I have seen some claims that the participants in the Regional Dialogues were duped or intimidated or threatened or picked because they already had certain views. Little evidence accompanies such claims. The Regional Dialogues were overseen by the Referendum Council, the Australian Institute of Aboriginal and Torres Strait Islander Studies and local Aboriginal organisations. The Referendum Council comprised Indigenous and non-Indigenous members, all from across the political spectrum. If anything dodgy went on one would expect the Referendum Council to know about it and report it. In its Final Report, p.11, the Council in fact said: ‘The integrity of the process is evidenced in the fact that the exhaustive deliberations and informed participation of participants in the First Nations Regional Dialogues led to consensus at Uluru. The outcome captured in the Uluru Statement from the Heart was a testament to the efficacy of the structured process, which allowed the wisdom and intent of the representatives of the First Nations Regional Dialogues to coalesce in a common position.’


Isn’t it more important to have a Treaty before a Voice?

To negotiate a Treaty you need 1) a negotiating team and 2) the agreement of the other party to the Treaty to negotiate with you. The Voice to Parliament is an attempt to create both of these conditions. It creates ‘an institutional relationship between governments and First Nations that will compel the state to listen to Aboriginal and Torres Strait Islander Peoples in policy- and decision-making’ and ‘The Voice will be an enabling mechanism for First Nations people in any treaty negotiations’ (Davis & Williams, p.152).

Read more in this article in The Conversation.


Will an Indigenous Voice to Parliament give ‘special rights’ to Aboriginal peoples?

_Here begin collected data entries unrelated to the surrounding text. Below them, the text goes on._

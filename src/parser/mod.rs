//! Pluggable per-agent line parsers
//!
//! Each agent carries a parser expression (`script`) interpreted by one of
//! the swappable backends here. The worker core only sees the
//! [`LineParser`] trait; picking an evaluator technology is a configuration
//! concern.

mod json;
mod pattern;

pub use json::JsonParser;
pub use pattern::PatternParser;

use anyhow::{Result, bail};

use crate::config::Config;
use crate::domain::Agent;

/// Structured facts extracted from one output line. Any subset may be
/// populated; all-absent means "nothing of interest on this line".
#[derive(Debug, Clone, Default, PartialEq, Eq)]
pub struct ParsedFacts {
    pub root_domain: Option<String>,
    pub subdomain: Option<String>,
    pub ip: Option<String>,
    pub service: Option<String>,
    pub port: Option<u16>,
}

impl ParsedFacts {
    pub fn is_empty(&self) -> bool {
        self.root_domain.is_none()
            && self.subdomain.is_none()
            && self.ip.is_none()
            && self.service.is_none()
            && self.port.is_none()
    }
}

/// One parser invocation per non-empty output line
pub trait LineParser: Send + Sync {
    /// Parse a raw line. `seq` is the 1-based count of non-empty lines seen
    /// so far in this run. Errors abort the whole attempt.
    fn parse(&self, line: &str, seq: usize) -> Result<ParsedFacts>;
}

/// Build the parser for an agent, honouring its backend tag and falling
/// back to the configured default. A malformed expression surfaces here,
/// before any line is read.
pub fn build(agent: &Agent, config: &Config) -> Result<Box<dyn LineParser>> {
    let backend = agent
        .parser
        .as_deref()
        .unwrap_or(config.parser_backend.as_str());
    let script = agent.script.as_deref().unwrap_or("");

    match backend {
        "regex" => Ok(Box::new(PatternParser::new(script)?)),
        "json" => Ok(Box::new(JsonParser::new())),
        other => bail!("unknown parser backend `{}` for agent `{}`", other, agent.name),
    }
}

No. ‘The idea that a Voice could scrutinise or monitor the Commonwealth’s use of power as it relates to Indigenous peoples is not new in Australia’s constitutional system. There are many mechanisms that inform and advise the federal Parliament on such matters. The Productivity Commission, the Australian Law Reform Commission, the Auditor-General and the Australian National Audit Office are examples’ (Davis & Williams, p.156).

Read more in this article in The Conversation.


Will a Voice be a third chamber of Parliament?

No. It would have no legislative functions. It could not introduce, vote on, or reject legislation.


Will a Voice to Parliament be just symbolic?

No. Symbolism requires no action by the state. ‘A substantive form of recognition like a Voice to Parliament compels the state to have First Nations peoples at the table when making decisions that affect them’ (Davis & Williams, p.138).


Will having the Voice to Parliament amount to Indigenous peoples ‘ceding sovereignty’?

No. The Uluru Statement from the Heart makes it clear that Aboriginal people never ceded their sovereignty and none of the changes proposed by the Statement mean that Aboriginal people are submitting to the colonial power or surrendering their claims to self-government (Davis & Williams, p.183).

Read more in this article in The Guardian.


Wouldn’t effort be better spent on fixing Indigenous health, housing etc?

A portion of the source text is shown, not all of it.